The Traveler is one of those rare CDs where everything falls into place and that just doesn't happen by accident. The compositions, mostly Barron originals, are creative and accessible. The playlist order - and even the titles - allow the listener to travel through many moods and yet there's an overall feeling of calm and peace.
The foundation is Barron's trio, including bassist Kiyoshi Kitigawa and Francisco Mela on drums. They can be explosive as evidenced by the edgy and complex "Speed Trap" where Barron and guest Steve Wilson on soprano create fiery solos over a dynamic pulse laid down by the bass and drums. Wilson also demonstrates a warm and lyrical sound on the haunting" Illusion" and the lively and Latin title tune. The trio extends the Latin mood with Alex Nguyen's relaxed bossa nova, "The First Year."

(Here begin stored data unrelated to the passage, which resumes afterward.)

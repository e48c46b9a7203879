//! Moves and the per-session move factory

use crate::locution::Locution;
use crate::tree::Indexed;
use serde::{Deserialize, Serialize};
use std::fmt;

/// Identity of a move, unique within one dialogue session
pub type MoveId = u64;

/// Name of a dialogue participant
#[derive(Debug, Clone, PartialEq, Eq, Hash, PartialOrd, Ord, Serialize, Deserialize)]
#[serde(transparent)]
pub struct ParticipantId(String);

impl ParticipantId {
    pub fn new(name: impl Into<String>) -> Self {
        Self(name.into())
    }

    pub fn as_str(&self) -> &str {
        &self.0
    }
}

impl fmt::Display for ParticipantId {
    fn fmt(&self, f: &mut fmt::Formatter<'_>) -> fmt::Result {
        f.write_str(&self.0)
    }
}

impl From<&str> for ParticipantId {
    fn from(value: &str) -> Self {
        Self::new(value)
    }
}

impl From<String> for ParticipantId {
    fn from(value: String) -> Self {
        Self(value)
    }
}

/// A single utterance
///
/// Immutable once built. Only a [`MoveFactory`] hands out ids, so every
/// move in a session has a distinct one.
#[derive(Debug, Clone, PartialEq, Serialize)]
pub struct Move {
    id: MoveId,
    /// `None` for moves made by the system
    player: Option<ParticipantId>,
    /// The move this one replies to
    target: Option<MoveId>,
    locution: Locution,
}

impl Move {
    pub fn id(&self) -> MoveId {
        self.id
    }

    pub fn player(&self) -> Option<&ParticipantId> {
        self.player.as_ref()
    }

    pub fn target(&self) -> Option<MoveId> {
        self.target
    }

    pub fn locution(&self) -> &Locution {
        &self.locution
    }

    pub fn is_system(&self) -> bool {
        self.player.is_none()
    }

    pub fn played_by(&self, participant: &ParticipantId) -> bool {
        self.player.as_ref() == Some(participant)
    }
}

impl Indexed for Move {
    fn index(&self) -> MoveId {
        self.id
    }
}

impl fmt::Display for Move {
    fn fmt(&self, f: &mut fmt::Formatter<'_>) -> fmt::Result {
        match &self.player {
            Some(player) => write!(f, "#{} {}: {}", self.id, player, self.locution)?,
            None => write!(f, "#{} system: {}", self.id, self.locution)?,
        }
        if let Some(target) = self.target {
            write!(f, " -> #{}", target)?;
        }
        Ok(())
    }
}

/// Hands out move ids for one dialogue session, starting at zero
#[derive(Debug, Clone, Default)]
pub struct MoveFactory {
    next_id: MoveId,
}

impl MoveFactory {
    pub fn new() -> Self {
        Self::default()
    }

    /// Build a move with the next id
    pub fn build(
        &mut self,
        player: Option<ParticipantId>,
        target: Option<MoveId>,
        locution: Locution,
    ) -> Move {
        let id = self.next_id;
        self.next_id += 1;
        Move {
            id,
            player,
            target,
            locution,
        }
    }

    /// Build a move played by `player`
    pub fn play(
        &mut self,
        player: impl Into<ParticipantId>,
        target: Option<MoveId>,
        locution: Locution,
    ) -> Move {
        self.build(Some(player.into()), target, locution)
    }

    /// Id the next built move will get
    pub fn peek_next_id(&self) -> MoveId {
        self.next_id
    }

    /// Start a new session
    pub fn reset(&mut self) {
        self.next_id = 0;
    }
}

#[cfg(test)]
mod tests {
    use super::*;
    use crate::proposition::Proposition;

    #[test]
    fn test_factory_assigns_sequential_ids() {
        let mut factory = MoveFactory::new();
        let a = factory.play("alice", None, Locution::Claim(Proposition::atom("p")));
        let b = factory.play("bob", Some(a.id()), Locution::Why(Proposition::atom("p")));
        assert_eq!(a.id(), 0);
        assert_eq!(b.id(), 1);
        assert_eq!(b.target(), Some(0));
        assert_eq!(factory.peek_next_id(), 2);

        factory.reset();
        let c = factory.build(None, None, Locution::Inform(Proposition::atom("q")));
        assert_eq!(c.id(), 0);
        assert!(c.is_system());
    }

    #[test]
    fn test_factories_are_independent() {
        let mut first = MoveFactory::new();
        let mut second = MoveFactory::new();
        first.play("alice", None, Locution::Claim(Proposition::atom("p")));
        let m = second.play("bob", None, Locution::Claim(Proposition::atom("p")));
        assert_eq!(m.id(), 0);
    }

    #[test]
    fn test_display() {
        let mut factory = MoveFactory::new();
        factory.play("alice", None, Locution::Claim(Proposition::atom("p")));
        let m = factory.play("bob", Some(0), Locution::Why(Proposition::atom("p")));
        assert_eq!(m.to_string(), "#1 bob: why(p) -> #0");
        assert!(m.played_by(&ParticipantId::new("bob")));
    }
}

There are three remarkable vocalists on the disc. On "Clouds," Ann Hampton Calloway will inspire those of you in warmer climes to stretch out on the grass and just watch them go by while Grady Tate, retired from drumming, is quietly sensitive on " Um Beijo." Gretchen Palato displays her sensuous voice on the Brazilian-flavored "Phantoms," an impressive collaboration between vocalist and musicians, now including the West African guitarist Lionel Loueké. Louecké and the Barron trio then explore all the musical possibilities - and the joy - of "Calypso."
" Duet" is my favorite. Just Barron and Loueké. It's pure and free improvisation and the two are close as pages in a book. In a bow to Monk, Barron ends the set with an eloquent solo version of "Memories so You."
I plan to play "The Traveler" again and again - and again. It's wonderful.